Bryan Voltaggio seeks a Top Chef title, but his food inspires beyond the plate

TOP CHEF -- "Michael’s Santa Monica" Episode 1711 -- Pictured: Bryan Voltaggio -- (Photo by: Nicole Weingart/Bravo)
TOP CHEF -- "Michael’s Santa Monica" Episode 1711 -- Pictured: Bryan Voltaggio -- (Photo by: Nicole Weingart/Bravo) /

Returning to Top Chef, Bryan Voltaggio fights for the title, but his food creativity excites beyond the competition.

Bryan Voltaggio is one of the fan favorites to return on Top Chef All Stars LA. After being a finalist in both Top Chef Season 6 and Top Chef Masters, the culinary competition veteran still craves that elusive title. While Chef Bryan has had much success beyond the Bravo culinary competition, he wants to add that winner accolade to his resume.

Looking at his culinary career, Bryan Voltaggio has honed his craft. From the Culinary Institute of America to working in Michelin star restaurants to James Beard nominations to his celebrated restaurants, Voltaggio blends knowledge, experience and passion into his menus. While a dish might employ elevated techniques and ingredients, the flavors tend to spark a food memory.

Recently, I had the opportunity to speak to Chef Bryan about his Top Chef experience, some of his culinary inspiration and how he strives to help the food insecure.

As the only chef to compete both on Top Chef and Top Chef Masters, the familiarity with the culinary competition could be an advantage for the celebrated chef. Still, he took this experience as an opportunity to focus on food and cooking without the real-world distractions.

Chef Bryan related the competition to a “Top Chef summer camp.” Even though one episode had a real camp vibe, it is more of the concept where everyone is focused on the competition. Chef Bryan admitted that he does like to compete. Even though he finds the competition grueling, the opportunity to focus on food excites him and was even a little “therapeutic.”

Still, he understood that this third time around wasn’t going to be a walk in the park. It was more than just knowing the chefs that were in the competition, it was balancing his way of cooking within the parameters of the challenges.
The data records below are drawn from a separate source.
//! Plate recognition gate - reads camera frames, resolves plates against the
//! known-plate registry and drives the barrier.
//!
//! Module structure:
//! - `domain/` - Core types (plates, events, registry)
//! - `io/` - External interfaces (frames, vision, status store, egress, snapshots)
//! - `services/` - Business logic (correction, cooldown, decision, pipeline, gate)
//! - `infra/` - Infrastructure (Config, Metrics)

use anpr_gate::infra::{Config, GateMode, Metrics};
use anpr_gate::io::{
    BlankFrameSource, DirSnapshotStore, FileStatusStore, FrameSource, ImageSequenceSource,
    JsonlEventSink, ReplayVision, SnapshotStore,
};
use anpr_gate::services::gate::GateCommand;
use anpr_gate::services::pipeline::{Collaborators, Pipeline};
use anpr_gate::services::{create_gate_worker, GateController};
use anyhow::Context;
use clap::Parser;
use std::sync::Arc;
use tokio::sync::watch;
use tracing::{error, info};
use tracing_subscriber::fmt::time::UtcTime;
use tracing_subscriber::EnvFilter;

/// Frame size used when replaying observations without footage
const BLANK_FRAME_WIDTH: u32 = 1280;
const BLANK_FRAME_HEIGHT: u32 = 720;

/// Plate recognition gate controller
#[derive(Parser, Debug)]
#[command(name = "anpr-gate", version, about)]
struct Args {
    /// Path to TOML configuration file (default: CONFIG_FILE or config/dev.toml)
    #[arg(short, long)]
    config: Option<String>,

    /// Directory of decoded frames (image files, read in name order)
    #[arg(long)]
    frames: Option<String>,

    /// JSONL file of recorded detector/OCR output, keyed by frame index
    #[arg(long)]
    observations: Option<String>,
}

#[tokio::main]
async fn main() -> anyhow::Result<()> {
    // Initialize structured logging with configurable level via RUST_LOG env var
    let filter = EnvFilter::try_from_default_env().unwrap_or_else(|_| EnvFilter::new("info"));

    tracing_subscriber::fmt()
        .with_env_filter(filter)
        .with_timer(UtcTime::rfc_3339())
        .with_target(false)
        .init();

    info!(version = %env!("CARGO_PKG_VERSION"), git_hash = %env!("GIT_HASH"), "anpr-gate starting");

    let args = Args::parse();
    let config = Config::load_named(args.config.as_deref())?;

    let gate_mode_str = match config.gate_mode() {
        GateMode::Log => "log",
        GateMode::Http => "http",
    };
    info!(
        config_file = %config.config_file(),
        camera_id = %config.camera_id(),
        direction = %config.direction().as_str(),
        frame_skip = %config.frame_skip(),
        fps = %config.fps(),
        known_plates = %config.registry().len(),
        cooldown_s = %config.cooldown_seconds(),
        unknown_plate_policy = ?config.unknown_plate_policy(),
        gate_mode = %gate_mode_str,
        prometheus_port = %config.prometheus_port(),
        "config_loaded"
    );

    let observations = args
        .observations
        .as_deref()
        .context("no detector configured: pass --observations <jsonl>")?;
    let vision = Arc::new(ReplayVision::from_file(
        observations,
        config.detection_confidence(),
        config.iou_threshold(),
    )?);

    // Source must open before anything else starts
    let source: Box<dyn FrameSource> = match args.frames.as_deref() {
        Some(dir) => Box::new(ImageSequenceSource::open(dir)?),
        None => {
            let count = vision.last_frame().unwrap_or(0);
            info!(frames = %count, "replaying_without_footage");
            Box::new(BlankFrameSource::new(count, BLANK_FRAME_WIDTH, BLANK_FRAME_HEIGHT))
        }
    };

    let (shutdown_tx, shutdown_rx) = watch::channel(false);
    let metrics = Arc::new(Metrics::new());

    // Gate worker (network I/O off the frame loop)
    let gate: Arc<dyn GateCommand> = Arc::new(GateController::new(&config));
    let (gate_sender, gate_worker) = create_gate_worker(gate, metrics.clone(), config.gate_queue_size());
    let gate_handle = tokio::spawn(gate_worker.run());

    // Start Prometheus metrics HTTP server (if port > 0)
    let prometheus_port = config.prometheus_port();
    if prometheus_port > 0 {
        let prom_metrics = metrics.clone();
        let prom_shutdown = shutdown_rx.clone();
        let camera_id = config.camera_id().to_string();
        tokio::spawn(async move {
            if let Err(e) = anpr_gate::io::prometheus::start_metrics_server(
                prometheus_port,
                prom_metrics,
                camera_id,
                prom_shutdown,
            )
            .await
            {
                error!(error = %e, "Prometheus metrics server error");
            }
        });
    }

    // Start metrics reporter
    let metrics_clone = metrics.clone();
    let metrics_interval = config.metrics_interval_secs();
    tokio::spawn(async move {
        let mut interval = tokio::time::interval(std::time::Duration::from_secs(metrics_interval));
        loop {
            interval.tick().await;
            metrics_clone.report().log();
        }
    });

    let status_store = Arc::new(FileStatusStore::open(config.status_file())?);
    let snapshots = config
        .snapshot_dir()
        .map(|dir| Arc::new(DirSnapshotStore::new(dir)) as Arc<dyn SnapshotStore>);

    let pipeline = Pipeline::new(
        &config,
        Collaborators {
            detector: vision.clone(),
            recognizer: vision,
            status_store,
            sink: Arc::new(JsonlEventSink::new(config.events_file())),
            snapshots,
            gate: Arc::new(gate_sender),
        },
        metrics.clone(),
    );

    // Handle shutdown on Ctrl+C
    let shutdown_signal = shutdown_tx;
    tokio::spawn(async move {
        tokio::signal::ctrl_c().await.ok();
        info!("shutdown_signal_received");
        let _ = shutdown_signal.send(true);
    });

    // The frame loop is synchronous; keep it off the async workers
    let pipeline_stop = shutdown_rx.clone();
    let result = tokio::task::spawn_blocking(move || {
        let mut pipeline = pipeline;
        let mut source = source;
        pipeline.run(source.as_mut(), &pipeline_stop)
    })
    .await
    .context("pipeline thread panicked")?;

    // Pipeline (and its gate sender) is dropped here; drain queued gate commands
    if let Err(e) = gate_handle.await {
        error!(error = %e, "gate_worker_join_failed");
    }
    metrics.report().log();

    let summary = result?;
    info!(
        frames_seen = %summary.frames_seen,
        events = %summary.events,
        stopped = %summary.stopped,
        "anpr-gate shutdown complete"
    );
    Ok(())
}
Is there a Quickfire curse?

As seen in his numerous appearances, Quickfire Challenges are not his friend. Whether it is the time constraint or the narrow theme, sometimes those cooking limitations tend to stifle his creativity. It isn’t that he doesn’t want to stay within the parameters, it just doesn’t always seem to work.

Chef Bryan admitted that his Quickfire Challenges may not be his strong suit. As seen in this season’s competition, those bottom dishes are not because the dish was bad, it was because the dish did not take into account the challenge. Sometimes the rules of the game are just as important as the well-executed dish.

Regardless of the outcome, he embraces every challenge and puts out delicious food. It might not be the best interpretation for that challenge, but it is his spin on the ingredients in front of him.

Still, when his creativity can be explored, Chef Bryan creates impeccable food. Although he might rely on dishes from his repertoire, he knows that flawless execution will get him far in the competition. To be that Top Chef, he needs to convey his vision to the judges.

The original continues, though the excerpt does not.